The Adam Smith Institute’s Young Person’s Outreach Programme

Among the most successful and popular of the ASI’s events is the series which caters for young people.

The Next Generation

The Next Generation, TNG for short, began in 1990, and brings together people from 18-30, usually on the first Tuesday of the month. It was named after the sci-fi TV series, “Star Trek – the Next Generation,” which had recently started. The aim was to bring together young people from five groups: those in fulltime education, those staring out in City jobs, young professionals in fields such as law and medicine, young people working in the media, and those involved in public policy, including research staff for MPs and people in think tanks.

The format is that of a wine reception starting at 6.00 pm. At each meeting there is a speaker of public prominence for 10 minutes in the middle (timed with an alarm clock!)  The young guests enjoy each other’s company as the invited speaker circulates among them answering their questions. Some of those who originally attended as guests are now themselves MPs and media personalities.

The highlight of the TNG year is the annual Boat Trip, when 240 of them sail up and down the Thames on a champagne cruise on a summer evening. It is always heavily over-subscribed.


The Independent Seminar on the Open Society is aimed at school sixth formers. The London one, held in Westminster, attracts about 150 students, many of them sent by their teachers, with some teachers even accompanying them. The format is of a one-day conference with a series of speakers on topics relevant to the work and outlook of the ASI.  Each speaker has a half-hour slot to cover their speech and questions, so many can be fitted in. There is usually a debate on some topical or contentious issue.

The ASI has recently extended the programme to include ISOS conferences in Manchester, Birmingham and Sheffield, attracting about 120 students to each, and is looking to include other towns in the future.


The ASI’s Forum, held on a Saturday in early December, is a one-day successor to the Liberty League Freedom Forum conferences, and like them, attracts over 300 guests, mostly students or people in their early 20s.  It is very high powered, covering both esoteric and specialist topics as well, with speaks who are prominent, knowledgeable, and highly entertaining. It gives students a chance to network with each other and with the speakers.

Freedom Week

Freedom Week is held in a Cambridge college in early July.
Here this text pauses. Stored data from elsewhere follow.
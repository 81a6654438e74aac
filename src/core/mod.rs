//! Core domain types

pub mod models;
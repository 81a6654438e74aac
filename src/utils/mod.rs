//! Utility modules for the SUS Digital API

pub mod error;
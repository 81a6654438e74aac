//! Server configuration

use super::*;
use serde::{Deserialize, Serialize};

/// Deployment environment
#[derive(Debug, Clone, Copy, PartialEq, Eq, Default, Serialize, Deserialize)]
#[serde(rename_all = "lowercase")]
pub enum Environment {
    /// Error bodies carry internal details
    Development,
    #[default]
    Production,
}

impl std::str::FromStr for Environment {
    type Err = String;

    fn from_str(s: &str) -> Result<Self, Self::Err> {
        match s.to_ascii_lowercase().as_str() {
            "development" | "dev" => Ok(Environment::Development),
            "production" | "prod" => Ok(Environment::Production),
            _ => Err(format!("Invalid environment: {}", s)),
        }
    }
}

/// Server configuration
#[derive(Debug, Clone, Serialize, Deserialize)]
pub struct ServerConfig {
    /// Server host
    #[serde(default = "default_host")]
    pub host: String,
    /// Server port
    #[serde(default = "default_port")]
    pub port: u16,
    /// Number of worker threads
    pub workers: Option<usize>,
    /// Maximum JSON body size in bytes
    #[serde(default = "default_max_body_size")]
    pub max_body_size: usize,
    #[serde(default)]
    pub environment: Environment,
    /// CORS configuration
    #[serde(default)]
    pub cors: CorsConfig,
}

impl Default for ServerConfig {
    fn default() -> Self {
        Self {
            host: default_host(),
            port: default_port(),
            workers: None,
            max_body_size: default_max_body_size(),
            environment: Environment::default(),
            cors: CorsConfig::default(),
        }
    }
}

impl ServerConfig {
    /// Get the server address
    pub fn address(&self) -> String {
        format!("{}:{}", self.host, self.port)
    }

    pub fn is_development(&self) -> bool {
        self.environment == Environment::Development
    }

    /// Validate server configuration
    pub fn validate(&self) -> Result<(), String> {
        if self.port == 0 {
            return Err("Port cannot be 0".to_string());
        }

        if self.max_body_size == 0 {
            return Err("Max body size cannot be 0".to_string());
        }

        if self.workers == Some(0) {
            return Err("Worker count cannot be 0".to_string());
        }

        Ok(())
    }
}

/// CORS configuration
#[derive(Debug, Clone, Serialize, Deserialize)]
pub struct CorsConfig {
    /// Allowed origins. Empty or `*` allows any origin.
    #[serde(default)]
    pub allowed_origins: Vec<String>,
    /// Allowed methods
    #[serde(default = "default_cors_methods")]
    pub allowed_methods: Vec<String>,
    /// Allowed headers
    #[serde(default = "default_cors_headers")]
    pub allowed_headers: Vec<String>,
    /// Max age for preflight requests
    #[serde(default = "default_cors_max_age")]
    pub max_age: usize,
}

impl Default for CorsConfig {
    fn default() -> Self {
        Self {
            allowed_origins: vec![],
            allowed_methods: default_cors_methods(),
            allowed_headers: default_cors_headers(),
            max_age: default_cors_max_age(),
        }
    }
}

impl CorsConfig {
    /// Whether any origin is accepted
    pub fn allows_any_origin(&self) -> bool {
        self.allowed_origins.is_empty() || self.allowed_origins.iter().any(|o| o == "*")
    }
}

fn default_cors_methods() -> Vec<String> {
    ["GET", "POST", "PUT", "DELETE", "PATCH"]
        .iter()
        .map(|m| m.to_string())
        .collect()
}

fn default_cors_headers() -> Vec<String> {
    vec!["Content-Type".to_string(), "Authorization".to_string()]
}

fn default_cors_max_age() -> usize {
    3600
}
//! Login

use super::types::{LoginRequest, SessionGrant, present, present_secret};
use crate::auth::system::AuthSystem;
use crate::utils::error::{ApiError, AuthFailure, Result};
use tracing::{info, warn};

impl AuthSystem {
    /// Exchange email and password for a token.
    ///
    /// Unknown email and wrong password produce the same error and cost the same
    /// hashing work. An inactive account is refused before its password is checked.
    pub async fn login(&self, request: &LoginRequest) -> Result<SessionGrant> {
        let (Some(email), Some(password)) =
            (present(&request.email), present_secret(&request.password))
        else {
            return Err(ApiError::validation("Email e senha são obrigatórios"));
        };

        info!("Login attempt: {}", email);

        let Some(identity) = self.storage.db().find_account_by_email(email).await? else {
            self.hasher.equalize_timing(password).await;
            warn!("Login failed: unknown email");
            return Err(ApiError::unauthenticated(AuthFailure::InvalidCredentials));
        };

        if !identity.account.active {
            warn!("Login refused for inactive account: {}", identity.account.id);
            return Err(ApiError::unauthenticated(AuthFailure::InactiveAccount));
        }

        if !self
            .hasher
            .matches(password, &identity.account.password_hash)
            .await
        {
            warn!("Login failed for account: {}", identity.account.id);
            return Err(ApiError::unauthenticated(AuthFailure::InvalidCredentials));
        }

        let account = &identity.account;
        let token = self.jwt.issue(account.id, &account.email, account.role)?;

        info!("Login succeeded: {}", account.id);
        Ok(SessionGrant {
            identity,
            token,
            expires_in: self.jwt.expires_in_label().to_string(),
        })
    }
}
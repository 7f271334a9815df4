//! # Page Capture
//!
//! Captures web pages through a headless Chrome session driven over the
//! DevTools protocol. One capture produces a screenshot and, on request, the
//! rendered HTML, a PDF and an HTTP Archive (HAR) of the network traffic
//! recorded while the page loaded.
//!
//! ## Features
//!
//! - **Launch or attach**: runs a local Chrome with a throwaway profile, or
//!   attaches to a remote debugging endpoint
//! - **Network correlation**: requests, responses and cookies are matched by
//!   request id into a HAR 1.2 document
//! - **One deadline**: every step of a capture shares the same deadline
//! - **Degraded artifacts**: only navigation, the screenshot and the deadline
//!   are fatal, everything else is reported as a missing artifact
//! - **Concurrent processing**: semaphore-bounded batch capture
//!
//! ## Quick Start
//!
//! ```rust,no_run
//! use page_capture::{CaptureService, Config, Metrics};
//! use std::sync::Arc;
//!
//! #[tokio::main]
//! async fn main() -> Result<(), Box<dyn std::error::Error>> {
//!     let mut config = Config::default();
//!     config.capture.produce_trace = true;
//!
//!     let service = CaptureService::new(config, Arc::new(Metrics::noop())).await?;
//!     let capture = service.capture("https://example.com").await?;
//!     println!("{}: {:?}", capture.title, capture.har.is_some());
//!
//!     service.shutdown().await;
//!     Ok(())
//! }
//! ```
//!
//! ## CLI Usage
//!
//! ```bash
//! page-capture --pdf --har --output captures/ https://example.org/ https://example.com/
//! page-capture --remote-addr 127.0.0.1:9222 --cookies cookies.yaml https://example.com/
//! ```

/// Configuration, option sets and cookie import
pub mod config;

/// Error types and error handling utilities
pub mod error;

/// Browser session and the page abstraction the pipeline runs against
pub mod session;

/// DevTools protocol implementation of a page session
pub mod cdp;

/// Network event correlation
pub mod network;

/// HTTP Archive model and trace composition
pub mod har;

/// The capture pipeline
pub mod capture;

/// Artifact storage
pub mod sink;

/// Scripts evaluated inside captured pages
pub mod scripts;

/// Batch capture with bounded concurrency
pub mod worker;

/// Command-line interface implementation
pub mod cli;

/// Capture metrics and the Prometheus exporter
pub mod metrics;

/// Utility functions and helpers
pub mod utils;

#[cfg(test)]
mod tests;

pub use self::metrics::{Metrics, PrometheusExporter};
pub use capture::*;
pub use cdp::*;
pub use cli::*;
pub use config::*;
pub use error::*;
pub use network::*;
pub use session::*;
pub use sink::*;
pub use worker::*;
It is a Monday to Saturday conference jointly organized and funded by the Adam Smith Institute and the Institute for Economic Affairs. It selects 36 top quality students from about 250 applicants, and provides them with accommodation and meals during a week of intensive lectures in aspects of political economy and neoliberal ideas.

Social events make it even more attractive, and include an outdoor cava reception, a barbecue and a session of punting on the river Cam.  By the end of the week the students have formed a close-knit and effective group.

School visits

ASI President, Dr Madsen Pirie, speaks to about one school each month, going to the school to address their sixth formers on topics of economic and public policy that might not feature prominently in the school syllabus. The schools often invite nearby schools to participate, giving an even larger audience. These visits often spur the students into attending other ASI functions and becoming part of its network.

Gap Years

Each year the ASI employs two gap year people as paid full time employees. Often it is a boy and a girl taking a year out after school. They participate in the full work of the ASI, writing for the blog, organizing meetings and school trips, helping to plan lectures and events and editing and proofing our papers. It is very much a learning experience that makes it easier for them to handle the demands they will encounter first at university, then in employment.

Work experience

The ASI accepts a few interns each year for short periods of work experience, usually a week or two. They play a full part in the ASI’s work, and are usually assigned a special project to complete during their stay.


The ASI expends much time and many resources on its youth outreach programme, fully aware of the importance of the next generation of leaders in academe, public policy, the media and business. This attention has paid off handsomely in the past, does so today, and will do even more so in the future.